TASK TO CARRY OUT: Write out, word for word, the first line of the data below and every line after it through the one containing "from earlier runs.".

RECORDS FOR THIS EXERCISE:
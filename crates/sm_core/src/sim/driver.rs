//! Budgeted simulation driver.
//!
//! The clock itself is synchronous, but a multi-season run must never freeze
//! the hosting application: each `run_slice` works until a wall-clock budget
//! expires, then hands control back so the host can resume on its next
//! scheduling opportunity (a timer, a task queue, or a plain loop in a test
//! harness). Cancellation is cooperative and generation-guarded: starting a
//! new run invalidates every handle from earlier runs.

use std::sync::atomic::{AtomicBool, AtomicU64, Ordering};
use std::sync::Arc;
use std::time::{Duration as WallDuration, Instant};

use chrono::{Duration, NaiveDateTime};

use super::scheduler;
use super::EventKind;
use crate::error::Result;
use crate::state::World;

#[derive(Debug, Clone, Copy, PartialEq, Eq)]
pub enum StopCondition {
    /// Stop once the next pending event is of this kind (before dispatching
    /// it).
    NextEvent(EventKind),
    /// Stop once the virtual clock has advanced this far since the run
    /// began.
    Elapsed(Duration),
}

#[derive(Debug, Clone, Copy, PartialEq, Eq)]
pub enum SliceOutcome {
    /// The scheduler asked to pause: empty queue or an attention event.
    Paused,
    /// The wall-clock budget ran out; call `run_slice` again to resume.
    BudgetExhausted,
    /// The stop condition was met.
    ConditionMet,
    /// The run's handle requested a stop.
    Stopped,
}

pub struct Driver {
    active_run: Arc<AtomicU64>,
    run_id: u64,
    stop_flag: Arc<AtomicBool>,
    run_started: Option<NaiveDateTime>,
}

/// Cancellation handle for one run. Stale handles (from runs superseded by a
/// newer `begin_run`) are inert.
pub struct RunHandle {
    active_run: Arc<AtomicU64>,
    run_id: u64,
    stop_flag: Arc<AtomicBool>,
}

impl RunHandle {
    pub fn stop(&self) {
        if self.active_run.load(Ordering::SeqCst) == self.run_id {
            self.stop_flag.store(true, Ordering::SeqCst);
        }
    }
}

impl Default for Driver {
    fn default() -> Self {
        Self::new()
    }
}

impl Driver {
    pub fn new() -> Self {
        Driver {
            active_run: Arc::new(AtomicU64::new(0)),
            run_id: 0,
            stop_flag: Arc::new(AtomicBool::new(false)),
            run_started: None,
        }
    }

    /// Start a fresh run and hand out its cancellation handle. Any handle
    /// from a previous run loses its effect here.
    pub fn begin_run(&mut self) -> RunHandle {
        self.run_id += 1;
        self.active_run.store(self.run_id, Ordering::SeqCst);
        self.stop_flag = Arc::new(AtomicBool::new(false));
        self.run_started = None;
        RunHandle {
            active_run: self.active_run.clone(),
            run_id: self.run_id,
            stop_flag: self.stop_flag.clone(),
        }
    }

    /// Process events until the scheduler pauses, the stop condition or a
    /// stop request fires, or the wall-clock budget runs out. `on_tick` sees
    /// the world after every processed loop; the caller's "end" handling
    /// keys off the returned outcome.
    ///
    /// With an `Elapsed` bound the virtual clock never overshoots by more
    /// than one `process` ceiling.
    pub fn run_slice(
        &mut self,
        world: &mut World,
        budget: WallDuration,
        condition: Option<StopCondition>,
        mut on_tick: impl FnMut(&World),
    ) -> Result<SliceOutcome> {
        let slice_started = Instant::now();
        let run_started = *self.run_started.get_or_insert(world.now);

        loop {
            if self.stop_flag.load(Ordering::SeqCst) {
                return Ok(SliceOutcome::Stopped);
            }
            match condition {
                Some(StopCondition::NextEvent(kind)) => {
                    if world.events.peek().map(|e| e.kind) == Some(kind) {
                        return Ok(SliceOutcome::ConditionMet);
                    }
                }
                Some(StopCondition::Elapsed(duration)) => {
                    if world.now - run_started >= duration {
                        return Ok(SliceOutcome::ConditionMet);
                    }
                }
                None => {}
            }

            let pause = scheduler::process(world)?;
            on_tick(world);
            if pause {
                return Ok(SliceOutcome::Paused);
            }
            if slice_started.elapsed() >= budget {
                return Ok(SliceOutcome::BudgetExhausted);
            }
        }
    }
}

#[cfg(test)]
mod tests {
    use super::*;
    use crate::demo::demo_world;
    use crate::rules::clock_ceiling;
    use chrono::NaiveDate;

    fn world() -> World {
        demo_world(4, NaiveDate::from_ymd_opt(2024, 9, 1).unwrap(), 9)
    }

    fn drive(
        driver: &mut Driver,
        world: &mut World,
        condition: Option<StopCondition>,
    ) -> SliceOutcome {
        loop {
            let outcome = driver
                .run_slice(world, WallDuration::from_millis(5), condition, |_| {})
                .unwrap();
            match outcome {
                SliceOutcome::BudgetExhausted | SliceOutcome::Paused => continue,
                other => return other,
            }
        }
    }

    #[test]
    fn elapsed_bound_never_overshoots_past_the_ceiling() {
        let mut world = world();
        let mut driver = Driver::new();
        let _handle = driver.begin_run();
        let begun = world.now;
        let bound = Duration::days(30);

        let outcome = drive(&mut driver, &mut world, Some(StopCondition::Elapsed(bound)));
        assert_eq!(outcome, SliceOutcome::ConditionMet);
        assert!(world.now - begun >= bound);
        assert!(world.now - begun <= bound + clock_ceiling());
    }

    #[test]
    fn next_event_condition_stops_before_dispatch() {
        let mut world = world();
        let mut driver = Driver::new();
        let _handle = driver.begin_run();

        let outcome = drive(
            &mut driver,
            &mut world,
            Some(StopCondition::NextEvent(EventKind::SeasonEnd)),
        );
        assert_eq!(outcome, SliceOutcome::ConditionMet);
        assert_eq!(world.events.peek().unwrap().kind, EventKind::SeasonEnd);
    }

    #[test]
    fn tick_callback_observes_every_loop() {
        let mut world = world();
        let mut driver = Driver::new();
        let _handle = driver.begin_run();
        let mut ticks = 0usize;
        let outcome = driver
            .run_slice(
                &mut world,
                WallDuration::from_secs(5),
                Some(StopCondition::Elapsed(Duration::days(3))),
                |_| ticks += 1,
            )
            .unwrap();
        assert_eq!(outcome, SliceOutcome::ConditionMet);
        assert!(ticks >= 3);
    }

    #[test]
    fn stop_request_ends_the_run() {
        let mut world = world();
        let mut driver = Driver::new();
        let handle = driver.begin_run();
        handle.stop();
        let outcome = driver
            .run_slice(&mut world, WallDuration::from_secs(1), None, |_| {})
            .unwrap();
        assert_eq!(outcome, SliceOutcome::Stopped);
    }

    #[test]
    fn stale_handle_cannot_cancel_a_newer_run() {
        let mut world = world();
        let mut driver = Driver::new();
        let stale = driver.begin_run();
        let _fresh = driver.begin_run();
        stale.stop();

        let outcome = driver
            .run_slice(
                &mut world,
                WallDuration::from_secs(5),
                Some(StopCondition::Elapsed(Duration::days(2))),
                |_| {},
            )
            .unwrap();
        assert_eq!(outcome, SliceOutcome::ConditionMet);
    }

    #[test]
    fn multi_season_run_keeps_archiving() {
        let mut world = world();
        let mut driver = Driver::new();
        let _handle = driver.begin_run();
        let outcome = drive(
            &mut driver,
            &mut world,
            Some(StopCondition::Elapsed(Duration::days(800))),
        );
        assert_eq!(outcome, SliceOutcome::ConditionMet);
        // Two season ends fit in 800 days; both seasons were archived.
        assert!(world.schedules.keys().filter(|k| k.contains('-')).count() >= 2);
    }
}
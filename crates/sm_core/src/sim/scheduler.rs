//! The simulation clock and its event handlers.
//!
//! `process` advances the virtual calendar in 12-hour increments, up to a
//! 24-hour ceiling per invocation, and dispatches at most one due event.
//! Each event kind maps to exactly one handler; handlers mutate the passed
//! world, enqueue follow-up events, and report whether the host should pause
//! for user attention. All retry policy lives here as re-enqueued events,
//! never inside the satellite engines.

use chrono::{Duration, Months, NaiveDate};
use log::{debug, info};
use rand::Rng;

use super::{EventKind, GameEvent};
use crate::error::{CoreError, Result};
use crate::models::{Contract, Player, PlayerId, Position};
use crate::rules::{
    clock_ceiling, clock_tick, offsets, DRAFT_ROOKIES_PER_TEAM, RETIREMENT_AGE, SALARY_CAP,
};
use crate::schedule::{self, Score};
use crate::state::{at_midnight, Transaction, TransactionKind, World, ACTIVE_SEASON_KEY};
use crate::trade;

/// Days past the nominal start date after which schedule generation is
/// refused. Hitting this is a caller bug, not a runtime condition.
const SCHEDULE_CUTOFF_DAYS: i64 = 7;

/// Advance the clock and dispatch at most one due event. Returns true when
/// the simulation should pause: the queue is empty, or the dispatched event
/// demands user attention.
pub fn process(world: &mut World) -> Result<bool> {
    let mut advanced = Duration::zero();
    loop {
        if world.events.is_empty() {
            return Ok(true);
        }
        if let Some(event) = world.events.pop_due(world.now) {
            debug!("dispatching {:?} on {}", event.kind, event.date.date());
            return dispatch(world, event);
        }
        if advanced >= clock_ceiling() {
            return Ok(false);
        }
        world.now += clock_tick();
        advanced = advanced + clock_tick();
    }
}

fn dispatch(world: &mut World, event: GameEvent) -> Result<bool> {
    match event.kind {
        EventKind::SeasonStart => handle_season_start(world, &event),
        EventKind::SeasonEnd => handle_season_end(world),
        EventKind::SimulateRound => handle_simulate_round(world, &event),
        EventKind::SkillUpdate => handle_skill_update(world),
        EventKind::ContractUpdate => handle_contract_update(world),
        EventKind::Signings => handle_signings(world),
        EventKind::Draft => handle_draft(world),
        EventKind::Trade => handle_trade(world),
        EventKind::OpenTradeWindow => handle_open_trade_window(world),
        EventKind::CloseTradeWindow => {
            world.trade_window_open = false;
            Ok(false)
        }
        EventKind::OpenSigningWindow => handle_open_signing_window(world),
        EventKind::CloseSigningWindow => {
            world.signing_window_open = false;
            Ok(false)
        }
        EventKind::Retiring => handle_retiring(world),
        EventKind::FinanceUpdate => handle_finance_update(world),
    }
}

/// Install a fresh season: generate fixtures, reset the trade window, and lay
/// out the whole seasonal chain of follow-up events.
fn handle_season_start(world: &mut World, event: &GameEvent) -> Result<bool> {
    let start = event.date.date();
    if world.now.date() > start + Duration::days(SCHEDULE_CUTOFF_DAYS) {
        return Err(CoreError::InvalidParameter(format!(
            "season schedule requested on {} but the cutoff was {}",
            world.now.date(),
            start + Duration::days(SCHEDULE_CUTOFF_DAYS)
        )));
    }

    world.season_start = start;
    world.trade_window_open = false;
    world.next_season_start = None;

    let names = world.team_names();
    let first_round_date = start + Duration::weeks(1);
    let rounds = schedule::generate_schedule(&names, first_round_date, &mut world.rng)?;
    let season_end = rounds.last().map(|r| r.date).unwrap_or(start) + Duration::weeks(1);
    world.season_end = season_end;

    if let Some(first) = rounds.first() {
        world.events.push(GameEvent::round(at_midnight(first.date), 0));
    }
    world.install_schedule(rounds);
    world.events.push(GameEvent::new(at_midnight(season_end), EventKind::SeasonEnd));
    world
        .events
        .push(GameEvent::new(at_midnight(first_round_date), EventKind::FinanceUpdate));

    let chain = [
        (EventKind::CloseSigningWindow, offsets::CLOSE_SIGNING_WINDOW),
        (EventKind::Retiring, offsets::RETIRING),
        (EventKind::ContractUpdate, offsets::CONTRACT_UPDATE),
        (EventKind::Draft, offsets::DRAFT),
        (EventKind::OpenTradeWindow, offsets::OPEN_TRADE_WINDOW),
        (EventKind::OpenSigningWindow, offsets::OPEN_SIGNING_WINDOW),
    ];
    for (kind, offset) in chain {
        let date = at_midnight(season_end + Duration::days(offset));
        if date > world.now {
            world.events.push(GameEvent::new(date, kind));
        } else {
            debug!("skipping {:?}: its date {} is already past", kind, date.date());
        }
    }

    info!(
        "season {} started: {} rounds, ends {}",
        start.format("%Y"),
        world.active_schedule().map(|r| r.len()).unwrap_or(0),
        season_end
    );
    Ok(false)
}

fn handle_season_end(world: &mut World) -> Result<bool> {
    world.archive_season();
    world.events.push(GameEvent::new(world.now + Duration::days(1), EventKind::SkillUpdate));

    // The model never halts itself: season end always re-enqueues the next
    // season start.
    let next_start = world.season_start + Months::new(12);
    world.events.push(GameEvent::new(at_midnight(next_start), EventKind::SeasonStart));
    world.next_season_start = Some(next_start);
    info!("season ended; next season starts {next_start}");
    Ok(false)
}

/// Placeholder result simulation: uniform random scores. A match that
/// already has a result keeps it; later seasons create new match entities.
fn handle_simulate_round(world: &mut World, event: &GameEvent) -> Result<bool> {
    let index = match event.round_index() {
        Some(index) => index,
        None => return Ok(false),
    };
    let rng = &mut world.rng;
    let mut next_round: Option<(NaiveDate, usize)> = None;
    match world.schedules.get_mut(ACTIVE_SEASON_KEY) {
        Some(rounds) => {
            let round = match rounds.get_mut(index) {
                Some(round) => round,
                None => return Ok(false),
            };
            for m in &mut round.matches {
                if m.result.is_none() {
                    m.result = Some(Score {
                        home: rng.gen_range(0..=4),
                        away: rng.gen_range(0..=4),
                    });
                }
            }
            if let Some(round) = rounds.get(index + 1) {
                next_round = Some((round.date, index + 1));
            }
        }
        None => return Ok(false),
    }
    if let Some((date, i)) = next_round {
        world.events.push(GameEvent::round(at_midnight(date), i));
    }
    info!("round {index} simulated");
    Ok(true)
}

fn handle_skill_update(world: &mut World) -> Result<bool> {
    let rng = &mut world.rng;
    for team in &mut world.teams {
        for player in &mut team.players {
            player.drift_skill(rng);
        }
    }
    for player in &mut world.free_agents {
        player.drift_skill(rng);
    }
    Ok(false)
}

/// Tick every contract down one season. Above-average players renew; the
/// rest hit free agency.
fn handle_contract_update(world: &mut World) -> Result<bool> {
    let today = world.now.date();
    let mut released: Vec<(String, Player)> = Vec::new();
    for team in &mut world.teams {
        let avg = team.average_score();
        for player in &mut team.players {
            player.contract.seasons_left = player.contract.seasons_left.saturating_sub(1);
        }
        let expiring: Vec<PlayerId> = team
            .players
            .iter()
            .filter(|p| p.contract.seasons_left == 0)
            .map(|p| p.id)
            .collect();
        for id in expiring {
            let renew = team.player(id).map_or(false, |p| p.score >= avg);
            if renew {
                if let Some(player) = team.players.iter_mut().find(|p| p.id == id) {
                    player.contract.seasons_left = 2;
                }
            } else if let Some(player) = team.release(id) {
                released.push((team.name.clone(), player));
            }
        }
    }
    for (team, player) in released {
        world.log_transaction(Transaction {
            date: today,
            kind: TransactionKind::ContractExpiry,
            team,
            players: vec![player.name.clone()],
        });
        world.free_agents.push(player);
    }
    Ok(false)
}

/// While the signing window is open, each short-handed team attempts one
/// free-agent signing, then the event re-enqueues itself: daily in the
/// run-up to a season, weekly otherwise. A closed window ends the cycle.
fn handle_signings(world: &mut World) -> Result<bool> {
    if !world.signing_window_open {
        return Ok(false);
    }
    let today = world.now.date();
    let mut signings: Vec<(String, String)> = Vec::new();
    for i in 0..world.teams.len() {
        if !world.teams[i].is_short_handed() || world.free_agents.is_empty() {
            continue;
        }
        let payroll = world.teams[i].payroll() as i64;
        let mut best: Option<(usize, f32)> = None;
        for (j, agent) in world.free_agents.iter().enumerate() {
            if payroll + agent.contract.salary as i64 > SALARY_CAP as i64 {
                continue;
            }
            if best.map_or(true, |(_, s)| agent.score > s) {
                best = Some((j, agent.score));
            }
        }
        if let Some((j, _)) = best {
            let mut player = world.free_agents.remove(j);
            player.contract.seasons_left = 2;
            let player_name = player.name.clone();
            let team_name = world.teams[i].name.clone();
            world.teams[i].sign(player);
            signings.push((team_name, player_name));
        }
    }
    for (team, player) in signings {
        info!("{team} signed {player}");
        world.log_transaction(Transaction {
            date: today,
            kind: TransactionKind::Signing,
            team,
            players: vec![player],
        });
    }

    let season_soon = world
        .next_season_start
        .map_or(false, |d| at_midnight(d) - world.now <= Duration::weeks(1));
    let delay = if season_soon { Duration::days(1) } else { Duration::weeks(1) };
    world.events.push(GameEvent::new(world.now + delay, EventKind::Signings));
    Ok(false)
}

/// Annual rookie draft: the weakest teams pick first, round by round, until
/// the rookie pool or the roster space runs out. Leftovers hit free agency.
fn handle_draft(world: &mut World) -> Result<bool> {
    let today = world.now.date();
    let rookie_count = world.teams.len() * DRAFT_ROOKIES_PER_TEAM;
    let mut pool: Vec<Player> = Vec::with_capacity(rookie_count);
    for _ in 0..rookie_count {
        let id = world.alloc_player_id();
        let positions = Position::all();
        let position = positions[world.rng.gen_range(0..positions.len())];
        let score = world.rng.gen_range(30.0..65.0);
        let age = world.rng.gen_range(18..=21);
        pool.push(Player {
            id,
            name: format!("Prospect {id}"),
            position,
            score,
            age,
            contract: Contract { salary: 250_000, seasons_left: 3 },
        });
    }
    pool.sort_by(|a, b| b.score.total_cmp(&a.score));

    let mut order: Vec<usize> = (0..world.teams.len()).collect();
    order.sort_by(|&a, &b| {
        world.teams[a].average_score().total_cmp(&world.teams[b].average_score())
    });

    let mut picks: Vec<(String, String)> = Vec::new();
    loop {
        let mut picked_any = false;
        for &i in &order {
            if pool.is_empty() {
                break;
            }
            if !world.teams[i].has_roster_space() {
                continue;
            }
            let player = pool.remove(0);
            picks.push((world.teams[i].name.clone(), player.name.clone()));
            world.teams[i].sign(player);
            picked_any = true;
        }
        if pool.is_empty() || !picked_any {
            break;
        }
    }
    world.free_agents.extend(pool);

    for (team, player) in picks {
        world.log_transaction(Transaction {
            date: today,
            kind: TransactionKind::Draft,
            team,
            players: vec![player],
        });
    }
    Ok(true)
}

EXERCISE RESPONSE:
filename crates/sm_core/src/sim/driver.rs
//! Budgeted simulation driver.
//!
//! The clock itself is synchronous, but a multi-season run must never freeze
//! the hosting application: each `run_slice` works until a wall-clock budget
//! expires, then hands control back so the host can resume on its next
//! scheduling opportunity (a timer, a task queue, or a plain loop in a test
//! harness). Cancellation is cooperative and generation-guarded: starting a
//! new run invalidates every handle from earlier runs.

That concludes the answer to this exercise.